### WORK TO COMPLETE
Each line of the data below must be reproduced without any change.

Segment Open

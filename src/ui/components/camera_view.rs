//! Live camera preview
//!
//! Frames are uploaded to a texture only when a new one arrives and drawn
//! mirrored, like a selfie camera.

use crate::camera::VideoFrame;
use crate::ui::theme::Theme;
use egui::{pos2, ColorImage, Rect, RichText, Sense, TextureHandle, TextureOptions, Vec2};

/// GPU copy of the most recent camera frame
#[derive(Default)]
pub struct PreviewTexture {
    handle: Option<TextureHandle>,
    sequence: Option<u64>,
}

impl PreviewTexture {
    pub fn new() -> Self {
        Self::default()
    }

    /// Upload `frame` unless it is the one already shown
    ///
    /// Returns `true` if the texture changed.
    pub fn update(&mut self, ctx: &egui::Context, frame: &VideoFrame) -> bool {
        if self.sequence == Some(frame.sequence) || !frame.is_decodable() {
            return false;
        }

        let image = ColorImage::from_rgb(
            [frame.width as usize, frame.height as usize],
            &frame.rgb,
        );
        match self.handle.as_mut() {
            Some(handle) => handle.set(image, TextureOptions::LINEAR),
            None => {
                self.handle = Some(ctx.load_texture("camera-preview", image, TextureOptions::LINEAR))
            }
        }
        self.sequence = Some(frame.sequence);
        true
    }

    pub fn texture(&self) -> Option<&TextureHandle> {
        self.handle.as_ref()
    }

    /// Sequence number of the uploaded frame
    pub fn sequence(&self) -> Option<u64> {
        self.sequence
    }
}

/// Preview area height
const PREVIEW_HEIGHT: f32 = 240.0;

pub struct CameraView<'a> {
    texture: Option<&'a TextureHandle>,
    theme: &'a Theme,
}

impl<'a> CameraView<'a> {
    pub fn new(texture: Option<&'a TextureHandle>, theme: &'a Theme) -> Self {
        Self { texture, theme }
    }

    pub fn show(self, ui: &mut egui::Ui) -> egui::Response {
        let width = ui.available_width();

        let response = match self.texture {
            Some(texture) => {
                let [w, h] = texture.size();
                let aspect = if h == 0 { 4.0 / 3.0 } else { w as f32 / h as f32 };
                let size = fit(Vec2::new(width, PREVIEW_HEIGHT), aspect);

                // Flip horizontally
                let image = egui::Image::from_texture(texture)
                    .uv(Rect::from_min_max(pos2(1.0, 0.0), pos2(0.0, 1.0)))
                    .fit_to_exact_size(size)
                    .rounding(self.theme.card_rounding);
                ui.vertical_centered(|ui| ui.add(image)).inner
            }
            None => self.show_placeholder(ui, Vec2::new(width, PREVIEW_HEIGHT)),
        };

        let live = self.texture.is_some();
        response.widget_info(|| {
            let label = if live {
                "Camera preview"
            } else {
                "Camera preview unavailable"
            };
            egui::WidgetInfo::labeled(egui::WidgetType::Other, true, label)
        });
        response
    }

    fn show_placeholder(&self, ui: &mut egui::Ui, size: Vec2) -> egui::Response {
        let (rect, response) = ui.allocate_exact_size(size, Sense::hover());
        if ui.is_rect_visible(rect) {
            let painter = ui.painter();
            painter.rect_filled(rect, self.theme.card_rounding, self.theme.bg_tertiary);
            painter.text(
                rect.center(),
                egui::Align2::CENTER_CENTER,
                "Waiting for camera...",
                egui::FontId::proportional(14.0),
                self.theme.text_muted,
            );
        }
        response
    }
}

/// Largest size with `aspect` that fits in `bounds`
fn fit(bounds: Vec2, aspect: f32) -> Vec2 {
    let width = bounds.x.min(bounds.y * aspect);
    Vec2::new(width, width / aspect)
}

/// Caption shown under the preview
pub fn preview_caption(theme: &Theme, live: bool) -> RichText {
    if live {
        RichText::new("● Live").size(11.0).color(theme.error)
    } else {
        RichText::new("Camera off").size(11.0).color(theme.text_muted)
    }
}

Segment Closed

### RESULT
filename src/ui/components/camera_view.rs
//! Live camera preview
//!
//! Frames are uploaded to a texture only when a new one arrives and drawn
//! mirrored, like a selfie camera.

use crate::camera::VideoFrame;
use crate::ui::theme::Theme;
use egui::{pos2, ColorImage, Rect, RichText, Sense, TextureHandle, TextureOptions, Vec2};

/// GPU copy of the most recent camera frame
#[derive(Default)]
pub struct PreviewTexture {
    handle: Option<TextureHandle>,
    sequence: Option<u64>,
}

impl PreviewTexture {
    pub fn new() -> Self {
        Self::default()
    }

    /// Upload `frame` unless it is the one already shown
    ///
    /// Returns `true` if the texture changed.
    pub fn update(&mut self, ctx: &egui::Context, frame: &VideoFrame) -> bool {
        if self.sequence == Some(frame.sequence) || !frame.is_decodable() {
            return false;
        }

        let image = ColorImage::from_rgb(
            [frame.width as usize, frame.height as usize],
            &frame.rgb,
        );
        match self.handle.as_mut() {
            Some(handle) => handle.set(image, TextureOptions::LINEAR),
            None => {
                self.handle = Some(ctx.load_texture("camera-preview", image, TextureOptions::LINEAR))
            }
        }
        self.sequence = Some(frame.sequence);
        true
    }

    pub fn texture(&self) -> Option<&TextureHandle> {
        self.handle.as_ref()
    }

    /// Sequence number of the uploaded frame
    pub fn sequence(&self) -> Option<u64> {
        self.sequence
    }
}

/// Preview area height
const PREVIEW_HEIGHT: f32 = 240.0;

pub struct CameraView<'a> {
    texture: Option<&'a TextureHandle>,
    theme: &'a Theme,
}

impl<'a> CameraView<'a> {
    pub fn new(texture: Option<&'a TextureHandle>, theme: &'a Theme) -> Self {
        Self { texture, theme }
    }

    pub fn show(self, ui: &mut egui::Ui) -> egui::Response {
        let width = ui.available_width();

        let response = match self.texture {
            Some(texture) => {
                let [w, h] = texture.size();
                let aspect = if h == 0 { 4.0 / 3.0 } else { w as f32 / h as f32 };
                let size = fit(Vec2::new(width, PREVIEW_HEIGHT), aspect);

                // Flip horizontally
                let image = egui::Image::from_texture(texture)
                    .uv(Rect::from_min_max(pos2(1.0, 0.0), pos2(0.0, 1.0)))
                    .fit_to_exact_size(size)
                    .rounding(self.theme.card_rounding);
                ui.vertical_centered(|ui| ui.add(image)).inner
            }
            None => self.show_placeholder(ui, Vec2::new(width, PREVIEW_HEIGHT)),
        };

        let live = self.texture.is_some();
        response.widget_info(|| {
            let label = if live {
                "Camera preview"
            } else {
                "Camera preview unavailable"
            };
            egui::WidgetInfo::labeled(egui::WidgetType::Other, true, label)
        });
        response
    }

    fn show_placeholder(&self, ui: &mut egui::Ui, size: Vec2) -> egui::Response {
        let (rect, response) = ui.allocate_exact_size(size, Sense::hover());
        if ui.is_rect_visible(rect) {
            let painter = ui.painter();
            painter.rect_filled(rect, self.theme.card_rounding, self.theme.bg_tertiary);
            painter.text(
                rect.center(),
                egui::Align2::CENTER_CENTER,
                "Waiting for camera...",
                egui::FontId::proportional(14.0),
                self.theme.text_muted,
            );
        }
        response
    }
}

/// Largest size with `aspect` that fits in `bounds`
fn fit(bounds: Vec2, aspect: f32) -> Vec2 {
    let width = bounds.x.min(bounds.y * aspect);
    Vec2::new(width, width / aspect)
}

/// Caption shown under the preview
pub fn preview_caption(theme: &Theme, live: bool) -> RichText {
    if live {
        RichText::new("● Live").size(11.0).color(theme.error)
    } else {
        RichText::new("Camera off").size(11.0).color(theme.text_muted)
    }
}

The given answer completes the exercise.